:: PROVIDED RECORDS ::
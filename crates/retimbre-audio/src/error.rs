//! Error types for retimbre-audio

use std::io;
use thiserror::Error;

#[derive(Error, Debug)]
pub enum Error {
    /// I/O error during file operations
    #[error("I/O error: {0}")]
    Io(#[from] io::Error),

    /// WAV container could not be decoded or encoded
    #[error("WAV error: {0}")]
    Wav(String),

    /// Resampling error
    #[error("Resampling error: {0}")]
    Resample(String),

    /// Caller-supplied parameter out of range
    #[error("Invalid parameter: {0}")]
    InvalidParameter(String),

    /// Concatenation requested with nothing to join
    #[error("No segments to concatenate")]
    NoSegments,

    /// Invalid audio data
    #[error("Invalid audio data: {0}")]
    InvalidData(String),
}

pub type Result<T> = std::result::Result<T, Error>;

impl From<hound::Error> for Error {
    fn from(e: hound::Error) -> Self {
        match e {
            hound::Error::IoError(io) => Error::Io(io),
            other => Error::Wav(other.to_string()),
        }
    }
}

impl From<rubato::ResamplerConstructionError> for Error {
    fn from(e: rubato::ResamplerConstructionError) -> Self {
        Error::Resample(e.to_string())
    }
}

impl From<rubato::ResampleError> for Error {
    fn from(e: rubato::ResampleError) -> Self {
        Error::Resample(e.to_string())
    }
}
:::
**WHAT TO PRODUCE**
In the entries above, find each line with "ResamplerConstructionError" and copy it.

**RESPONSE**
impl From<rubato::ResamplerConstructionError> for Error {
    fn from(e: rubato::ResamplerConstructionError) -> Self {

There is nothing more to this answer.